● **Source material**:
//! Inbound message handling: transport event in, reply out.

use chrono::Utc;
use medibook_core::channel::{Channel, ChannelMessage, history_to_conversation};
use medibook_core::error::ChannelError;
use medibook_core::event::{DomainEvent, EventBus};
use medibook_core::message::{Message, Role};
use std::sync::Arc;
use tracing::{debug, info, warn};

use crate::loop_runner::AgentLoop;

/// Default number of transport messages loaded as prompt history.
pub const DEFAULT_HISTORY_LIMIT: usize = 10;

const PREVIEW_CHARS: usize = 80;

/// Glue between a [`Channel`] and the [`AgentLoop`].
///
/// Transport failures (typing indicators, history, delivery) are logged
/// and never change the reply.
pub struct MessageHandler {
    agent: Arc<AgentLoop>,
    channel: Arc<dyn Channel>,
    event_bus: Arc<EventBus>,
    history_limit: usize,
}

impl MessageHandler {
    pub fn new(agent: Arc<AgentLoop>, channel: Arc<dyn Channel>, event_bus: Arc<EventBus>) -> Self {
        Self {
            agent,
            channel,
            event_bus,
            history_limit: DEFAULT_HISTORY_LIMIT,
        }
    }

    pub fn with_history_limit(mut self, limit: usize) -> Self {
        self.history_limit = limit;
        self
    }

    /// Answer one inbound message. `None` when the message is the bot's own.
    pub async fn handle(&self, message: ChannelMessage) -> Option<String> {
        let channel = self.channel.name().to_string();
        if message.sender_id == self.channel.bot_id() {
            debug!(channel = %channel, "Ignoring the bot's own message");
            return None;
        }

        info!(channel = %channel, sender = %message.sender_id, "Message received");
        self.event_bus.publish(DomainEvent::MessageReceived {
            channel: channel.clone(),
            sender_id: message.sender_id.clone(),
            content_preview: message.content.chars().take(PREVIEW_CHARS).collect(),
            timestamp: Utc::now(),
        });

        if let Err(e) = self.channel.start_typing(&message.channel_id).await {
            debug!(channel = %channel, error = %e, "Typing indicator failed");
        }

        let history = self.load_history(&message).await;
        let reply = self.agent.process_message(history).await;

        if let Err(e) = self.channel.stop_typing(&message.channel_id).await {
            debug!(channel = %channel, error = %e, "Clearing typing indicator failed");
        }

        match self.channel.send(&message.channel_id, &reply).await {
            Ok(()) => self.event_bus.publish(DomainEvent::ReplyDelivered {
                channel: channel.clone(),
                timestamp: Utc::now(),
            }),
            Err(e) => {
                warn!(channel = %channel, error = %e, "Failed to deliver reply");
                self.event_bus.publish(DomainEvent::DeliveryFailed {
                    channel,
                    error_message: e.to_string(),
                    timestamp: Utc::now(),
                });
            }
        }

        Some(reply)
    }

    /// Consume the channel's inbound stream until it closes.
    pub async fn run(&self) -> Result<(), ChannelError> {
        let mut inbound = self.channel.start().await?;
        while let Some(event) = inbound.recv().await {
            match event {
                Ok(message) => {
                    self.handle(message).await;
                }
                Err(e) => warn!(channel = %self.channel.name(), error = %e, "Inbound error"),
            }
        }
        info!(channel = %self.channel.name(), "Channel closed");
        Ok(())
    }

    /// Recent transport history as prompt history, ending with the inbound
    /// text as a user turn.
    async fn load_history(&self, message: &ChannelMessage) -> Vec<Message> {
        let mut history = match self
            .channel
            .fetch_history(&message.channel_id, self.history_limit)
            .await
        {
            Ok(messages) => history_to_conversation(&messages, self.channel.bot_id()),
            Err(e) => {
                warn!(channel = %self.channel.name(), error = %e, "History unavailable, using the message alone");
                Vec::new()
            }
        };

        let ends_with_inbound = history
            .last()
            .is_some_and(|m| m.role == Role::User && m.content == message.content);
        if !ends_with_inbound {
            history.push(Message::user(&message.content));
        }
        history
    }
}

==

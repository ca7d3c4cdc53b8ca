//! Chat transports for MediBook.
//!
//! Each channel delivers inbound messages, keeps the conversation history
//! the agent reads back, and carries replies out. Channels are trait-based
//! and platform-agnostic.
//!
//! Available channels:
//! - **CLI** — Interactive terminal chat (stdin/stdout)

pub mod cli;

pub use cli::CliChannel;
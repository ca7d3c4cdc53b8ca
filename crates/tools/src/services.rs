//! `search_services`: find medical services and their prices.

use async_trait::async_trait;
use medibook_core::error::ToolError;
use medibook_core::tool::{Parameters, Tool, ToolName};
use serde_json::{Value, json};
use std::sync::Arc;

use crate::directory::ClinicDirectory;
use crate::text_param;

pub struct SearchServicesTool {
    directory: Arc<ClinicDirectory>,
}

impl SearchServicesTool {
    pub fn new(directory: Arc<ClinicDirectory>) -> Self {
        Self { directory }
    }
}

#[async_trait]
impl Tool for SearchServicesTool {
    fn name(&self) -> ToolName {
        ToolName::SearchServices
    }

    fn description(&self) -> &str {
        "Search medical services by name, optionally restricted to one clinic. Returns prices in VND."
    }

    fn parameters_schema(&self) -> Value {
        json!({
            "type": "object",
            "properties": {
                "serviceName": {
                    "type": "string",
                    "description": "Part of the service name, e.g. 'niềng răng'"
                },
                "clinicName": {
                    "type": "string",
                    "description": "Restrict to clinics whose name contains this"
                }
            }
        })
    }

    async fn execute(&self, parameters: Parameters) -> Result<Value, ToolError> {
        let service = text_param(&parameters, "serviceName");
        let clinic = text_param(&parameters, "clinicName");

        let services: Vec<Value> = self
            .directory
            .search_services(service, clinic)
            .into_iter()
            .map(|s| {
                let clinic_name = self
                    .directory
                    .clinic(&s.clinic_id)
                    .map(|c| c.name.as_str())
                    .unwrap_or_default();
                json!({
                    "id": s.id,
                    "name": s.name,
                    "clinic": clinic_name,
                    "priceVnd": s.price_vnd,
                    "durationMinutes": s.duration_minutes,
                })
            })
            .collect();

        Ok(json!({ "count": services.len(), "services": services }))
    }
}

● **What is needed**:
With the line holding "in, reply out." as the first and the line holding "return None;" as the last, please transcribe exactly the lines of the material above in that range and nothing else.

● **Output for this exercise**:
//! Inbound message handling: transport event in, reply out.

use chrono::Utc;
use medibook_core::channel::{Channel, ChannelMessage, history_to_conversation};
use medibook_core::error::ChannelError;
use medibook_core::event::{DomainEvent, EventBus};
use medibook_core::message::{Message, Role};
use std::sync::Arc;
use tracing::{debug, info, warn};

use crate::loop_runner::AgentLoop;

/// Default number of transport messages loaded as prompt history.
pub const DEFAULT_HISTORY_LIMIT: usize = 10;

const PREVIEW_CHARS: usize = 80;

/// Glue between a [`Channel`] and the [`AgentLoop`].
///
/// Transport failures (typing indicators, history, delivery) are logged
/// and never change the reply.
pub struct MessageHandler {
    agent: Arc<AgentLoop>,
    channel: Arc<dyn Channel>,
    event_bus: Arc<EventBus>,
    history_limit: usize,
}

impl MessageHandler {
    pub fn new(agent: Arc<AgentLoop>, channel: Arc<dyn Channel>, event_bus: Arc<EventBus>) -> Self {
        Self {
            agent,
            channel,
            event_bus,
            history_limit: DEFAULT_HISTORY_LIMIT,
        }
    }

    pub fn with_history_limit(mut self, limit: usize) -> Self {
        self.history_limit = limit;
        self
    }

    /// Answer one inbound message. `None` when the message is the bot's own.
    pub async fn handle(&self, message: ChannelMessage) -> Option<String> {
        let channel = self.channel.name().to_string();
        if message.sender_id == self.channel.bot_id() {
            debug!(channel = %channel, "Ignoring the bot's own message");
            return None;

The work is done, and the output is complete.